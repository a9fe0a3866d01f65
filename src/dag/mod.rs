// src/dag/mod.rs

//! Task-dependency graph and scheduling queries.
//!
//! - [`graph`] owns the nodes and wires directed edges, rejecting duplicate
//!   tasks and edges that would close a cycle.
//! - [`cycle`] is the upward reachability walk backing edge validation.
//! - [`scheduler`] answers "given this done-set, which tasks may run now?".

pub mod cycle;
pub mod graph;
pub mod scheduler;

pub use graph::{DagGraph, Task};
pub use scheduler::Scheduler;
// src/dag/scheduler.rs

use std::collections::BTreeSet;

use tracing::debug;

use crate::dag::graph::DagGraph;
use crate::errors::{PipeflowError, Result};

/// Answers schedulability queries over a built [`DagGraph`].
///
/// The scheduler keeps no per-query state: [`get`](Scheduler::get) is a pure
/// function of the graph and the caller-supplied done-set, so the calling
/// engine is free to re-query after every state change.
#[derive(Debug, Clone)]
pub struct Scheduler {
    graph: DagGraph,
}

impl Scheduler {
    pub fn new(graph: DagGraph) -> Self {
        Self { graph }
    }

    pub fn graph(&self) -> &DagGraph {
        &self.graph
    }

    /// Compute the schedulable frontier for the given done-set: every task
    /// whose prerequisites are all done and which is not itself done.
    ///
    /// The traversal starts at the roots and walks downward with an explicit
    /// stack (no call recursion, so chain depth is not bounded by the call
    /// stack):
    ///
    /// - a done task contributes nothing itself but its dependents are
    ///   explored,
    /// - a task with every prerequisite done is emitted and its dependents
    ///   are *not* explored (they cannot be eligible yet),
    /// - a task with an unmet prerequisite ends its branch.
    ///
    /// After the walk, any supplied done key that was never visited is
    /// reported via [`PipeflowError::InvalidDoneList`] — it names a task that
    /// is unknown, or unreachable given the rest of the done-set.
    pub fn get<I, S>(&self, done: I) -> Result<BTreeSet<String>>
    where
        I: IntoIterator<Item = S>,
        S: AsRef<str>,
    {
        let done: BTreeSet<String> = done.into_iter().map(|s| s.as_ref().to_string()).collect();

        let mut visited: BTreeSet<String> = BTreeSet::new();
        let mut schedulable: BTreeSet<String> = BTreeSet::new();
        let mut stack: Vec<&str> = self.graph.roots().collect();

        while let Some(key) = stack.pop() {
            if !visited.insert(key.to_string()) {
                continue;
            }

            if done.contains(key) {
                for next in self.graph.dependents_of(key) {
                    if !visited.contains(next) {
                        stack.push(next.as_str());
                    }
                }
            } else if self
                .graph
                .dependencies_of(key)
                .iter()
                .all(|prev| done.contains(prev))
            {
                schedulable.insert(key.to_string());
            }
        }

        let stale = diff_left(&done, &visited);
        if !stale.is_empty() {
            return Err(PipeflowError::InvalidDoneList { keys: stale });
        }

        debug!(?done, ?schedulable, "schedulability query resolved");

        Ok(schedulable)
    }
}

/// Elements of `left` missing from `right`, in sorted order.
fn diff_left(left: &BTreeSet<String>, right: &BTreeSet<String>) -> Vec<String> {
    left.difference(right).cloned().collect()
}
// src/exec/mod.rs

//! Task process execution.
//!
//! - [`backend`] defines the [`ExecutorBackend`] seam between the runtime and
//!   anything able to "run" a task, production or fake.
//! - [`task_runner`] spawns one OS process per task and reports the outcome.

pub mod backend;
pub mod task_runner;

pub use backend::{ExecutorBackend, ProcessExecutorBackend};
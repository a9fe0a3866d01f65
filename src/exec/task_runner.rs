// src/exec/task_runner.rs

//! Individual task process runner.

use std::process::Stdio;

use anyhow::{Context, Result};
use tokio::io::{AsyncBufReadExt, BufReader};
use tokio::process::Command;
use tokio::sync::mpsc;
use tracing::{debug, error, info};

use crate::engine::{RuntimeEvent, ScheduledTask, TaskOutcome};

/// Run a single task process and emit a `TaskCompleted` event on exit.
///
/// Spawn errors are mapped to `Failed(-1)` so the runtime sees every dispatch
/// resolve exactly once.
pub async fn run_task(task: ScheduledTask, runtime_tx: mpsc::Sender<RuntimeEvent>) {
    let task_name = task.name.clone();

    let outcome = match run_task_inner(task).await {
        Ok(outcome) => outcome,
        Err(err) => {
            error!(task = %task_name, error = %err, "task execution error");
            TaskOutcome::Failed(-1)
        }
    };

    let _ = runtime_tx
        .send(RuntimeEvent::TaskCompleted {
            task: task_name,
            outcome,
        })
        .await;
}

async fn run_task_inner(task: ScheduledTask) -> Result<TaskOutcome> {
    info!(task = %task.name, cmd = %task.cmd, "starting task process");

    // Build a shell command appropriate for the platform.
    let mut cmd = if cfg!(windows) {
        let mut c = Command::new("cmd");
        c.arg("/C").arg(&task.cmd);
        c
    } else {
        let mut c = Command::new("sh");
        c.arg("-c").arg(&task.cmd);
        c
    };

    cmd.stdout(Stdio::piped())
        .stderr(Stdio::piped())
        .kill_on_drop(true);

    let mut child = cmd
        .spawn()
        .with_context(|| format!("spawning process for task '{}'", task.name))?;

    if let Some(stdout) = child.stdout.take() {
        let task_name = task.name.clone();
        tokio::spawn(async move {
            let mut lines = BufReader::new(stdout).lines();
            while let Ok(Some(line)) = lines.next_line().await {
                info!(task = %task_name, "stdout: {}", line);
            }
        });
    }

    // Always consume stderr so buffers don't fill; log at debug.
    if let Some(stderr) = child.stderr.take() {
        let task_name = task.name.clone();
        tokio::spawn(async move {
            let mut lines = BufReader::new(stderr).lines();
            while let Ok(Some(line)) = lines.next_line().await {
                debug!(task = %task_name, "stderr: {}", line);
            }
        });
    }

    let status = child
        .wait()
        .await
        .with_context(|| format!("waiting for process of task '{}'", task.name))?;

    if status.success() {
        Ok(TaskOutcome::Success)
    } else {
        Ok(TaskOutcome::Failed(status.code().unwrap_or(-1)))
    }
}
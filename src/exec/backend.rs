// src/exec/backend.rs

//! Pluggable executor backend abstraction.
//!
//! The runtime talks to an [`ExecutorBackend`] instead of spawning processes
//! directly, so tests can substitute an executor that completes tasks
//! without touching the OS.

use std::future::Future;
use std::pin::Pin;

use tokio::sync::mpsc;

use crate::engine::{RuntimeEvent, ScheduledTask};
use crate::errors::Result;

/// Trait abstracting how schedulable tasks are executed.
///
/// Production code uses [`ProcessExecutorBackend`]; tests can provide their
/// own implementation that records dispatches and emits `TaskCompleted`
/// events directly.
pub trait ExecutorBackend: Send {
    fn spawn_ready_tasks(
        &mut self,
        tasks: Vec<ScheduledTask>,
    ) -> Pin<Box<dyn Future<Output = Result<()>> + Send + '_>>;
}

/// Real executor backend: one OS process per task, outcomes reported back to
/// the runtime over its event channel.
pub struct ProcessExecutorBackend {
    runtime_tx: mpsc::Sender<RuntimeEvent>,
}

impl ProcessExecutorBackend {
    pub fn new(runtime_tx: mpsc::Sender<RuntimeEvent>) -> Self {
        Self { runtime_tx }
    }
}

impl ExecutorBackend for ProcessExecutorBackend {
    fn spawn_ready_tasks(
        &mut self,
        tasks: Vec<ScheduledTask>,
    ) -> Pin<Box<dyn Future<Output = Result<()>> + Send + '_>> {
        // Clone the sender so the future doesn't borrow `self` across `await`.
        let tx = self.runtime_tx.clone();

        Box::pin(async move {
            for task in tasks {
                tokio::spawn(super::task_runner::run_task(task, tx.clone()));
            }
            Ok(())
        })
    }
}
// src/config/loader.rs

use std::fs;
use std::path::{Path, PathBuf};

use crate::config::model::{ConfigFile, RawConfigFile};
use crate::errors::Result;

/// Read a pipeline definition from `path` and return the raw, unvalidated
/// [`RawConfigFile`].
///
/// This only performs TOML deserialization; use [`load_and_validate`] for the
/// semantic checks (dependency structure, command shape).
pub fn load_from_path(path: impl AsRef<Path>) -> Result<RawConfigFile> {
    let path = path.as_ref();
    let contents = fs::read_to_string(path)?;

    let config: RawConfigFile = toml::from_str(&contents)?;

    Ok(config)
}

/// Load a pipeline definition and run validation.
///
/// This is the entry point the rest of the application uses:
///
/// - Reads TOML, applying `serde` defaults.
/// - Checks that at least one task exists and every `cmd` is non-empty.
/// - Builds the dependency graph once to reject unknown prerequisites and
///   cycles up front.
pub fn load_and_validate(path: impl AsRef<Path>) -> Result<ConfigFile> {
    let raw_config = load_from_path(&path)?;
    let config = ConfigFile::try_from(raw_config)?;
    Ok(config)
}

/// Default pipeline definition path: `Pipeflow.toml` in the current working
/// directory.
pub fn default_config_path() -> PathBuf {
    PathBuf::from("Pipeflow.toml")
}
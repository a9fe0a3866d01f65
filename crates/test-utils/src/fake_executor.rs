use std::collections::HashSet;
use std::future::Future;
use std::pin::Pin;
use std::sync::{Arc, Mutex};

use tokio::sync::mpsc;

use pipeflow::engine::{RuntimeEvent, ScheduledTask, TaskOutcome};
use pipeflow::errors::Result;
use pipeflow::exec::ExecutorBackend;

/// A fake executor that:
/// - records which tasks were "run", in dispatch order
/// - immediately reports `TaskCompleted` for each scheduled task, with
///   `Failed(1)` for tasks in the failing set and `Success` otherwise.
pub struct FakeExecutor {
    runtime_tx: mpsc::Sender<RuntimeEvent>,
    executed: Arc<Mutex<Vec<String>>>,
    failing: HashSet<String>,
}

impl FakeExecutor {
    pub fn new(runtime_tx: mpsc::Sender<RuntimeEvent>, executed: Arc<Mutex<Vec<String>>>) -> Self {
        Self {
            runtime_tx,
            executed,
            failing: HashSet::new(),
        }
    }

    /// Mark a task so that its completion is reported as a failure.
    pub fn failing_task(mut self, name: &str) -> Self {
        self.failing.insert(name.to_string());
        self
    }
}

impl ExecutorBackend for FakeExecutor {
    fn spawn_ready_tasks(
        &mut self,
        tasks: Vec<ScheduledTask>,
    ) -> Pin<Box<dyn Future<Output = Result<()>> + Send + '_>> {
        let tx = self.runtime_tx.clone();
        let executed = Arc::clone(&self.executed);
        let failing = self.failing.clone();

        Box::pin(async move {
            for t in tasks {
                {
                    let mut guard = executed.lock().unwrap();
                    guard.push(t.name.clone());
                }

                let outcome = if failing.contains(&t.name) {
                    TaskOutcome::Failed(1)
                } else {
                    TaskOutcome::Success
                };

                tx.send(RuntimeEvent::TaskCompleted {
                    task: t.name.clone(),
                    outcome,
                })
                .await
                .map_err(anyhow::Error::from)?;
            }
            Ok(())
        })
    }
}
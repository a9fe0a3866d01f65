// src/dag/cycle.rs

//! Upward reachability walk used to validate new edges.

use std::collections::HashSet;

use crate::dag::graph::DagGraph;

/// Returns `true` if `task` appears among the transitive prerequisites of
/// `from`, i.e. adding `from` as a prerequisite of `task` would close a
/// cycle.
///
/// The walk uses an explicit stack and a visited set; a graph that already
/// contains a cycle terminates the walk at the first repeat visit instead of
/// re-descending.
pub(crate) fn reachable_upward(graph: &DagGraph, task: &str, from: &str) -> bool {
    let mut visited: HashSet<&str> = HashSet::new();
    let mut stack: Vec<&str> = graph
        .dependencies_of(from)
        .iter()
        .map(|s| s.as_str())
        .collect();

    while let Some(key) = stack.pop() {
        if !visited.insert(key) {
            continue;
        }

        if key == task {
            return true;
        }

        stack.extend(graph.dependencies_of(key).iter().map(|s| s.as_str()));
    }

    false
}
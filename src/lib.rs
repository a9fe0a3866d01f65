// src/lib.rs

pub mod cli;
pub mod config;
pub mod dag;
pub mod engine;
pub mod errors;
pub mod exec;
pub mod logging;

use std::path::PathBuf;

use anyhow::Result;
use tokio::sync::mpsc;
use tracing::{debug, info};

use crate::cli::CliArgs;
use crate::config::loader::load_and_validate;
use crate::config::model::ConfigFile;
use crate::dag::{DagGraph, Scheduler};
use crate::engine::{Runtime, RuntimeEvent};
use crate::exec::ProcessExecutorBackend;

/// High-level entry point used by `main.rs`.
///
/// This wires together:
/// - config loading
/// - graph build + scheduler
/// - executor
/// - Ctrl-C handling
pub async fn run(args: CliArgs) -> Result<()> {
    let config_path = PathBuf::from(&args.config);
    let cfg = load_and_validate(&config_path)?;

    if let Some(ref name) = cfg.pipeline.name {
        info!(pipeline = %name, "pipeline definition loaded");
    }

    if args.dry_run {
        print_dry_run(&cfg);
        return Ok(());
    }

    // Build the graph once per definition; read-only afterwards.
    let mut graph = DagGraph::new();
    graph.build(cfg.tasks(), &cfg.deps())?;
    let scheduler = Scheduler::new(graph);

    let commands = cfg
        .task
        .iter()
        .map(|(name, tc)| (name.clone(), tc.cmd.clone()))
        .collect();

    // Runtime event channel.
    let (rt_tx, rt_rx) = mpsc::channel::<RuntimeEvent>(64);

    // Process executor backend (real implementation in production).
    let executor = ProcessExecutorBackend::new(rt_tx.clone());

    // Ctrl-C → graceful shutdown.
    {
        let tx = rt_tx.clone();
        tokio::spawn(async move {
            if let Err(e) = tokio::signal::ctrl_c().await {
                eprintln!("failed to listen for Ctrl+C: {e}");
                return;
            }
            let _ = tx.send(RuntimeEvent::ShutdownRequested).await;
        });
    }

    let runtime = Runtime::new(scheduler, commands, rt_rx, executor);
    runtime.run().await?;

    Ok(())
}

/// Simple dry-run output: print tasks, deps and commands.
fn print_dry_run(cfg: &ConfigFile) {
    println!("pipeflow dry-run");
    if let Some(ref name) = cfg.pipeline.name {
        println!("  pipeline.name = {name}");
    }
    println!();

    println!("tasks ({}):", cfg.task.len());
    for (name, task) in cfg.task.iter() {
        println!("  - {name}");
        println!("      cmd: {}", task.cmd);
        if !task.after.is_empty() {
            println!("      after: {:?}", task.after);
        }
    }

    let roots: Vec<&String> = cfg
        .task
        .iter()
        .filter(|(_, tc)| tc.after.is_empty())
        .map(|(name, _)| name)
        .collect();
    println!();
    println!("roots: {roots:?}");

    debug!("dry-run complete (no execution)");
}
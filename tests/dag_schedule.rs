// tests/dag_schedule.rs

//! Schedulability queries: frontier computation and done-set validation.

use std::collections::{BTreeMap, BTreeSet};

use pipeflow::dag::{DagGraph, Scheduler, Task};
use pipeflow::errors::PipeflowError;
use pipeflow_test_utils::init_tracing;

fn scheduler(tasks: &[&str], deps: &[(&str, &[&str])]) -> Scheduler {
    let mut graph = DagGraph::new();
    let task_list: Vec<Task> = tasks.iter().map(|k| Task::new(*k)).collect();
    let dep_map: BTreeMap<String, Vec<String>> = deps
        .iter()
        .map(|(task, prevs)| {
            (
                task.to_string(),
                prevs.iter().map(|p| p.to_string()).collect(),
            )
        })
        .collect();
    graph.build(task_list, &dep_map).unwrap();
    Scheduler::new(graph)
}

fn keys(names: &[&str]) -> BTreeSet<String> {
    names.iter().map(|s| s.to_string()).collect()
}

const NONE: [&str; 0] = [];

#[test]
fn all_tasks_schedulable_without_deps() {
    init_tracing();

    let s = scheduler(&["t1", "t2", "t3"], &[]);
    assert_eq!(s.get(NONE).unwrap(), keys(&["t1", "t2", "t3"]));
}

#[test]
fn chain_advances_one_task_per_done_step() {
    init_tracing();

    let s = scheduler(&["a", "b", "c"], &[("b", &["a"]), ("c", &["b"])]);

    assert_eq!(s.get(NONE).unwrap(), keys(&["a"]));
    assert_eq!(s.get(["a"]).unwrap(), keys(&["b"]));
    assert_eq!(s.get(["a", "b"]).unwrap(), keys(&["c"]));
    assert_eq!(s.get(["a", "b", "c"]).unwrap(), keys(&[]));
}

#[test]
fn done_set_skipping_a_level_is_invalid() {
    init_tracing();

    let s = scheduler(&["a", "b", "c"], &[("b", &["a"]), ("c", &["b"])]);

    // "c" cannot have been reached without "b" reported done first.
    let err = s.get(["a", "c"]).unwrap_err();
    assert!(matches!(err, PipeflowError::InvalidDoneList { keys } if keys == vec!["c"]));
}

#[test]
fn unknown_done_key_is_invalid() {
    init_tracing();

    let s = scheduler(&["a"], &[]);
    let err = s.get(["nonexistent-key"]).unwrap_err();
    assert!(
        matches!(err, PipeflowError::InvalidDoneList { keys } if keys == vec!["nonexistent-key"])
    );
}

#[test]
fn unknown_done_key_on_empty_graph_is_invalid() {
    init_tracing();

    let s = Scheduler::new(DagGraph::new());
    let err = s.get(["nonexistent-key"]).unwrap_err();
    assert!(matches!(err, PipeflowError::InvalidDoneList { .. }));
}

#[test]
fn get_is_idempotent() {
    init_tracing();

    let s = scheduler(
        &["a", "b", "c", "d"],
        &[("c", &["a", "b"]), ("d", &["c"])],
    );

    let first = s.get(["a"]).unwrap();
    let second = s.get(["a"]).unwrap();
    assert_eq!(first, second);
    assert_eq!(first, keys(&["b"]));
}

#[test]
fn fan_in_waits_for_every_prerequisite() {
    init_tracing();

    let s = scheduler(&["a", "b", "c"], &[("c", &["a", "b"])]);

    assert_eq!(s.get(NONE).unwrap(), keys(&["a", "b"]));
    assert_eq!(s.get(["a"]).unwrap(), keys(&["b"]));
    assert_eq!(s.get(["a", "b"]).unwrap(), keys(&["c"]));
}

#[test]
fn diamond_frontier_is_deduplicated() {
    init_tracing();

    // a -> b, a -> c, b/c -> d: d is reachable through two branches but must
    // appear once, and only when both b and c are done.
    let s = scheduler(
        &["a", "b", "c", "d"],
        &[("b", &["a"]), ("c", &["a"]), ("d", &["b", "c"])],
    );

    assert_eq!(s.get(NONE).unwrap(), keys(&["a"]));
    assert_eq!(s.get(["a"]).unwrap(), keys(&["b", "c"]));
    assert_eq!(s.get(["a", "b"]).unwrap(), keys(&["c"]));
    assert_eq!(s.get(["a", "b", "c"]).unwrap(), keys(&["d"]));
    assert_eq!(s.get(["a", "b", "c", "d"]).unwrap(), keys(&[]));
}

#[test]
fn done_task_contributes_nothing_itself() {
    init_tracing();

    let s = scheduler(&["a", "b"], &[("b", &["a"])]);

    let frontier = s.get(["a"]).unwrap();
    assert!(!frontier.contains("a"));
    assert_eq!(frontier, keys(&["b"]));
}
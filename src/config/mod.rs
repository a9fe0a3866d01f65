// src/config/mod.rs

//! Pipeline definition loading.
//!
//! - [`model`] mirrors the TOML file shape.
//! - [`loader`] reads and deserializes the file.
//! - [`validate`] checks the shape and the dependency structure, using the
//!   core graph builder so diagnostics carry the same error taxonomy.

pub mod loader;
pub mod model;
pub mod validate;

pub use model::{ConfigFile, PipelineSection, RawConfigFile, TaskConfig};
// src/cli.rs

//! CLI argument parsing using `clap`.

use clap::{Parser, ValueEnum};

/// Command-line arguments for `pipeflow`.
#[derive(Debug, Clone, Parser)]
#[command(
    name = "pipeflow",
    version,
    about = "Run a pipeline of commands ordered by task dependencies.",
    long_about = None
)]
pub struct CliArgs {
    /// Path to the pipeline definition (TOML).
    ///
    /// Default: `Pipeflow.toml` in the current working directory.
    #[arg(long, value_name = "PATH", default_value = "Pipeflow.toml")]
    pub config: String,

    /// Logging level (error, warn, info, debug, trace).
    ///
    /// If omitted, `PIPEFLOW_LOG` or a default level will be used.
    #[arg(long, value_enum, value_name = "LEVEL")]
    pub log_level: Option<LogLevel>,

    /// Parse + validate, print the pipeline, but don't execute any commands.
    #[arg(long)]
    pub dry_run: bool,
}

/// Log level as exposed on the CLI.
#[derive(Debug, Copy, Clone, ValueEnum)]
pub enum LogLevel {
    Error,
    Warn,
    Info,
    Debug,
    Trace,
}

/// Convenience wrapper around `CliArgs::parse()`.
pub fn parse() -> CliArgs {
    CliArgs::parse()
}
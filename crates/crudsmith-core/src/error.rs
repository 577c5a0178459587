//! Unified error handling for crudsmith core.
//!
//! This module provides a unified error type that wraps domain and application
//! errors, with user-actionable suggestions and a transport status mapping.

use thiserror::Error;

use crate::application::ApplicationError;
use crate::domain::DomainError;

/// Root error type for crudsmith core operations.
#[derive(Debug, Error, Clone, PartialEq)]
pub enum CrudsmithError {
    /// Caller-input errors, detected before any side effect.
    #[error("Invalid request: {0}")]
    Domain(#[from] DomainError),

    /// Generation or packaging failures.
    #[error("Generation failed: {0}")]
    Application(#[from] ApplicationError),

    /// Configuration or setup errors.
    #[error("Configuration error: {message}")]
    Configuration { message: String },

    /// Unexpected internal errors (bugs).
    #[error("Internal error: {message}. This is a bug, please report it.")]
    Internal { message: String },
}

impl CrudsmithError {
    /// Get user-actionable suggestions for fixing this error.
    pub fn suggestions(&self) -> Vec<String> {
        match self {
            Self::Domain(e) => e.suggestions(),
            Self::Application(e) => e.suggestions(),
            Self::Configuration { message } => vec![
                format!("Configuration issue: {}", message),
                "Run `crudsmith config list` to inspect the effective settings".into(),
            ],
            Self::Internal { .. } => vec!["This appears to be a bug in crudsmith".into()],
        }
    }

    /// Get error category for display/styling purposes.
    pub fn category(&self) -> ErrorCategory {
        match self {
            Self::Domain(_) => ErrorCategory::Validation,
            Self::Application(e) => e.category(),
            Self::Configuration { .. } => ErrorCategory::Configuration,
            Self::Internal { .. } => ErrorCategory::Internal,
        }
    }

    /// Status a request/response transport reports for this error.
    ///
    /// 400 for caller-input errors, 500 for everything else.
    pub fn http_status(&self) -> u16 {
        match self.category() {
            ErrorCategory::Validation => 400,
            _ => 500,
        }
    }

    pub fn is_caller_error(&self) -> bool {
        self.http_status() == 400
    }
}

/// Error categories for UI display.
#[derive(Debug, Clone, Copy, PartialEq, Eq)]
pub enum ErrorCategory {
    Validation,
    Generation,
    Configuration,
    Internal,
}

/// Convenient result type alias.
pub type CrudsmithResult<T> = Result<T, CrudsmithError>;

/// Extension trait for adding context to errors.
pub trait Context<T> {
    /// Add context to an error.
    fn context(self, msg: impl Into<String>) -> CrudsmithResult<T>;
}

impl<T, E> Context<T> for Result<T, E>
where
    E: std::error::Error + Send + Sync + 'static,
{
    fn context(self, msg: impl Into<String>) -> CrudsmithResult<T> {
        self.map_err(|e| CrudsmithError::Internal {
            message: format!("{}: {}", msg.into(), e),
        })
    }
}
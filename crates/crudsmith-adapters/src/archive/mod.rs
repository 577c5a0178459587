//! Archive adapters.

mod zip_archiver;

pub use zip_archiver::ZipArchiver;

◆ Your task:
A complete answer reproduces every line of the records in which the word "using" occurs.

◆ The completed task:
//! - [`validate`] checks the shape and the dependency structure, using the
//! CLI argument parsing using `clap`.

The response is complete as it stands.